Исповедальность лирики Павла Маркина всеобъемлюща, она распространяется и на те стихи, в которых нет лирического «я». Читатель сопереживает собакам, победившим волков и расстрелянным за свое вольнолюбие («Во дворе на цепи волкодав…»), радуется тому, что сон моряка об измене жены оказался не в руку («Моряк пришел… И дети лишь встречают…»), потрясен самоубийством солдата из-за нелепой шутки товарища по службе («На севере, да за Полярным кругом…») – эти и другие сюжеты разработаны в той же лирической тональности, что и стихи, о которых шла речь выше.
В последние годы с легкой руки Юрия Беликова в литературный обиход вошел термин «дикороссы». По внешним признакам лирика Павла Маркина тяготеет к «дикорастущей поэзии». Однако с точки зрения единства ценностных представлений поэт ближе к есенинско-рубцовской традиции. И хотя Есенин у него именуется и Сережей (чего, помнится, не позволил себе Маяковский), и даже Сержем, а Рубцов не упоминается вообще, элегические мотивы обоих знаменитых предшественников ощущаются и в структуре образа природы, и в интонационных пристрастиях Маркина. Но у него «выбора нет» – в духе нового, жестокого времени.
Все невесомо, и нету опоры,
некуда больше идти…
Снова насущными сделались споры,
те же, о лучшем пути.
Судьбы поэтов бескормицей схожи.
Выбора, в общем-то, нет:
чтобы творить, надо вылезть из кожи
и отползти от монет.
Вспомним, в 60-х у Николая Рубцова: «Стукнул по карману – не звенит. Стукнул по другому – не слыхать…», а в 20-х у Сергея Есенина и того короче: «Поэтам деньги не даются».

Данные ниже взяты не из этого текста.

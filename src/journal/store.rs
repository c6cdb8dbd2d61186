//! Pipe-delimited transaction log.
//!
//! ```text
//! OPTJOURNAL|1
//! // comment
//! T|is_open|next_leg_id|ticker_symbol|ticker_name|future_expiry|category
//! X|trans_date|description|underlying_kind|quantity|price|multiplier|fees|total
//! L|leg_id|back_pointer|original_qty|open_qty|expiry|strike|put_call|action|underlying_kind
//! ```

use crate::domain::{
    journal_date, Action, Decimal, Leg, LegQuote, PutCall, Trade, Transaction, UnderlyingKind,
};
use crate::engine::position;
use chrono::NaiveDate;
use csv::{ByteRecord, QuoteStyle, ReaderBuilder, WriterBuilder};
use std::fs::File;
use std::io::{BufReader, BufWriter, Read, Write};
use std::ffi::OsString;
use std::path::{Path, PathBuf};
use thiserror::Error;
use tracing::{info, warn};

pub const LOG_MAGIC: &str = "OPTJOURNAL";
pub const LOG_VERSION: &str = "1";

#[derive(Debug, Error)]
pub enum StoreError {
    #[error("journal log has no valid header: expected '{LOG_MAGIC}', found '{0}'")]
    BadHeader(String),
    #[error("journal log I/O error: {0}")]
    Io(#[from] std::io::Error),
    #[error("journal log format error: {0}")]
    Csv(#[from] csv::Error),
}

/// Load a journal log. A missing file is an empty journal.
///
/// # Errors
/// Fails on I/O errors and on a missing or wrong magic header. Malformed
/// fields inside records never fail the load.
pub fn load_journal(path: &Path) -> Result<Vec<Trade>, StoreError> {
    if !path.exists() {
        info!(path = %path.display(), "Journal log not found, starting empty");
        return Ok(Vec::new());
    }
    let trades = read_journal(BufReader::new(File::open(path)?))?;
    info!(path = %path.display(), trades = trades.len(), "Journal loaded");
    Ok(trades)
}

/// Parse a journal log from any reader and derive every trade.
pub fn read_journal<R: Read>(reader: R) -> Result<Vec<Trade>, StoreError> {
    let mut rdr = ReaderBuilder::new()
        .delimiter(b'|')
        .has_headers(false)
        .flexible(true)
        .comment(Some(b'/'))
        .from_reader(reader);

    // Byte records: a stray non-UTF-8 byte damages one field, not the load.
    let mut records = rdr.byte_records();
    let header = match records.next() {
        Some(rec) => Fields::new(&rec?),
        None => return Err(StoreError::BadHeader(String::new())),
    };
    let magic = header.text(0);
    if magic.trim() != LOG_MAGIC {
        return Err(StoreError::BadHeader(magic.trim().to_string()));
    }
    let version = header.text(1);
    if version.trim() != LOG_VERSION {
        warn!(version = version.trim(), "Unknown journal log version, loading anyway");
    }

    let mut trades: Vec<Trade> = Vec::new();
    for rec in records {
        let mut fields = Fields::new(&rec?);
        let line = fields.line;
        match fields.text(0).as_str() {
            "T" => trades.push(fields.trade()),
            "X" => match trades.last_mut() {
                Some(trade) => {
                    let tx = fields.transaction();
                    trade.transactions.push(tx);
                }
                None => warn!(line, "Transaction record before any trade, skipped"),
            },
            "L" => match trades
                .last_mut()
                .and_then(|t| t.transactions.last_mut())
            {
                Some(tx) => {
                    let leg = fields.leg();
                    tx.legs.push(leg);
                }
                None => warn!(line, "Leg record before any transaction, skipped"),
            },
            other => warn!(line, record = other, "Unknown record type, skipped"),
        }
        if !fields.notes.is_empty() {
            if let Some(trade) = trades.last_mut() {
                for note in fields.notes.drain(..) {
                    trade.flag_attention(note);
                }
            }
        }
    }

    for trade in trades.iter_mut() {
        finish_loaded_trade(trade);
    }
    Ok(trades)
}

fn finish_loaded_trade(trade: &mut Trade) {
    let max_leg_id = trade.legs().map(|(_, l)| l.leg_id).max().unwrap_or(0);
    if trade.next_leg_id <= max_leg_id {
        warn!(
            ticker = %trade.ticker_symbol,
            next_leg_id = trade.next_leg_id,
            max_leg_id,
            "next_leg_id behind existing legs, advancing"
        );
        match max_leg_id.checked_add(1) {
            Some(next) => trade.next_leg_id = next,
            None => {
                // Ids are never reused, so the trade accepts no new legs.
                trade.next_leg_id = i64::MAX;
                trade.flag_attention(format!("leg id {} leaves no room for new legs", max_leg_id));
            }
        }
    }
    for divergence in position::replay_divergences(trade) {
        warn!(
            ticker = %trade.ticker_symbol,
            leg_id = divergence.leg_id,
            stored = divergence.stored,
            replayed = divergence.replayed,
            "Stored open quantity differs from replayed log"
        );
    }
    position::refresh(trade);
}

/// Cursor over one record that substitutes defaults for malformed fields.
struct Fields {
    values: Vec<String>,
    line: u64,
    notes: Vec<String>,
}

impl Fields {
    /// Decode every field, replacing invalid UTF-8 and noting the damage.
    fn new(rec: &ByteRecord) -> Self {
        let line = rec.position().map(|p| p.line()).unwrap_or(0);
        let mut notes = Vec::new();
        let values = rec
            .iter()
            .enumerate()
            .map(|(i, raw)| match std::str::from_utf8(raw) {
                Ok(text) => text.to_string(),
                Err(_) => {
                    warn!(line, field = i, "Invalid UTF-8 in journal field, replacing");
                    notes.push(format!("line {}: field {} is not valid UTF-8", line, i));
                    String::from_utf8_lossy(raw).into_owned()
                }
            })
            .collect();
        Self { values, line, notes }
    }

    fn get(&self, i: usize) -> &str {
        self.values.get(i).map(String::as_str).unwrap_or("")
    }

    fn text(&self, i: usize) -> String {
        self.get(i).to_string()
    }

    fn malformed(&mut self, name: &str, value: &str) {
        warn!(line = self.line, field = name, value, "Malformed journal field, using default");
        self.notes
            .push(format!("line {}: malformed {} '{}'", self.line, name, value));
    }

    fn int(&mut self, i: usize, name: &str) -> i64 {
        let raw = self.get(i).trim();
        if raw.is_empty() {
            return 0;
        }
        match raw.parse::<i64>() {
            Ok(v) => v,
            Err(_) => {
                let raw = raw.to_string();
                self.malformed(name, &raw);
                0
            }
        }
    }

    fn decimal(&mut self, i: usize, name: &str) -> Decimal {
        let raw = self.get(i);
        match Decimal::parse_field(raw) {
            Some(v) => v,
            None => {
                let raw = raw.to_string();
                self.malformed(name, &raw);
                Decimal::zero()
            }
        }
    }

    fn date(&mut self, i: usize, name: &str) -> Option<NaiveDate> {
        let raw = self.get(i).trim();
        let parsed = journal_date::parse(raw);
        if parsed.is_none() && !raw.is_empty() {
            let raw = raw.to_string();
            self.malformed(name, &raw);
        }
        parsed
    }

    fn trade(&mut self) -> Trade {
        let is_open = self.int(1, "is_open") != 0;
        let next_leg_id = self.int(2, "next_leg_id");
        let mut trade = Trade::new(self.text(3), self.text(4), 0);
        trade.is_open = is_open;
        trade.next_leg_id = next_leg_id.max(1);
        trade.future_expiry = self.date(5, "future_expiry");
        trade.category = self.int(6, "category");
        trade
    }

    fn transaction(&mut self) -> Transaction {
        Transaction {
            trans_date: self.date(1, "trans_date"),
            description: self.text(2),
            underlying_kind: UnderlyingKind::from_code(self.int(3, "underlying_kind")),
            quantity: self.int(4, "quantity"),
            price: self.decimal(5, "price"),
            multiplier: self.decimal(6, "multiplier"),
            fees: self.decimal(7, "fees"),
            total: self.decimal(8, "total"),
            legs: Vec::new(),
        }
    }

    fn leg(&mut self) -> Leg {
        let original_quantity = self.int(3, "original_quantity");
        let raw_action = self.text(8);
        let action = match raw_action.trim().parse::<i64>().ok().and_then(Action::from_code) {
            Some(action) => action,
            None => {
                if !raw_action.trim().is_empty() {
                    self.malformed("action", &raw_action);
                }
                if original_quantity < 0 {
                    Action::SellToOpen
                } else {
                    Action::BuyToOpen
                }
            }
        };
        // Strikes stay text; an unparsable one is flagged by the deriver, not here.
        Leg {
            leg_id: self.int(1, "leg_id"),
            leg_back_pointer_id: self.int(2, "leg_back_pointer_id"),
            original_quantity,
            open_quantity: self.int(4, "open_quantity"),
            expiry_date: self.date(5, "expiry_date"),
            strike_price: self.text(6).trim().to_string(),
            put_call: PutCall::parse(&self.text(7)),
            action,
            underlying_kind: UnderlyingKind::from_code(self.int(9, "underlying_kind")),
            contract_id: None,
            quote: LegQuote::default(),
        }
    }
}

/// Write `trades` to `path` through a sibling temp file.
pub fn save_journal(path: &Path, trades: &[Trade]) -> Result<(), StoreError> {
    let tmp = temp_path(path);
    {
        let file = File::create(&tmp)?;
        write_journal(BufWriter::new(file), trades)?;
    }
    std::fs::rename(&tmp, path)?;
    info!(path = %path.display(), trades = trades.len(), "Journal saved");
    Ok(())
}

/// `<file name>.tmp` next to `path`, never equal to `path` itself.
fn temp_path(path: &Path) -> PathBuf {
    let mut name = path.file_name().map(OsString::from).unwrap_or_default();
    name.push(".tmp");
    path.with_file_name(name)
}

pub fn write_journal<W: Write>(mut writer: W, trades: &[Trade]) -> Result<(), StoreError> {
    writeln!(writer, "{}|{}", LOG_MAGIC, LOG_VERSION)?;
    writeln!(writer, "// T|is_open|next_leg_id|ticker_symbol|ticker_name|future_expiry|category")?;
    writeln!(
        writer,
        "// X|trans_date|description|underlying_kind|quantity|price|multiplier|fees|total"
    )?;
    writeln!(
        writer,
        "// L|leg_id|back_pointer|original_qty|open_qty|expiry|strike|put_call|action|underlying_kind"
    )?;

    let mut wtr = WriterBuilder::new()
        .delimiter(b'|')
        .has_headers(false)
        .flexible(true)
        .quote_style(QuoteStyle::Necessary)
        .from_writer(writer);

    for trade in trades {
        wtr.write_record([
            "T".to_string(),
            if trade.is_open { "1" } else { "0" }.to_string(),
            trade.next_leg_id.to_string(),
            trade.ticker_symbol.clone(),
            trade.ticker_name.clone(),
            journal_date::to_log(trade.future_expiry),
            trade.category.to_string(),
        ])?;
        for tx in &trade.transactions {
            wtr.write_record([
                "X".to_string(),
                journal_date::to_log(tx.trans_date),
                tx.description.clone(),
                tx.underlying_kind.code().to_string(),
                tx.quantity.to_string(),
                tx.price.to_log_string(),
                tx.multiplier.to_log_string(),
                tx.fees.to_log_string(),
                tx.total.to_log_string(),
            ])?;
            for leg in &tx.legs {
                wtr.write_record([
                    "L".to_string(),
                    leg.leg_id.to_string(),
                    leg.leg_back_pointer_id.to_string(),
                    leg.original_quantity.to_string(),
                    leg.open_quantity.to_string(),
                    journal_date::to_log(leg.expiry_date),
                    leg.strike_price.clone(),
                    leg.put_call.map(|p| p.as_str()).unwrap_or("").to_string(),
                    leg.action.code().to_string(),
                    leg.underlying_kind.code().to_string(),
                ])?;
            }
        }
    }
    wtr.flush()?;
    Ok(())
}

«Наше время трудновато для пера», – сказано было в середине 20-х. Что же можно сказать о середине 80-х, когда начинал Павел Маркин? Зарождалось новое время, возгорались манящие огни, из которых многие оказались обманными. Становление поэта на болезненном изломе 90-х и нулевых не могло пройти без издержек. Тем более радостно приветствовать его книгу «Буквенные птицы», запечатлевшую путь от раннего увлечения словом до поэтической зрелости.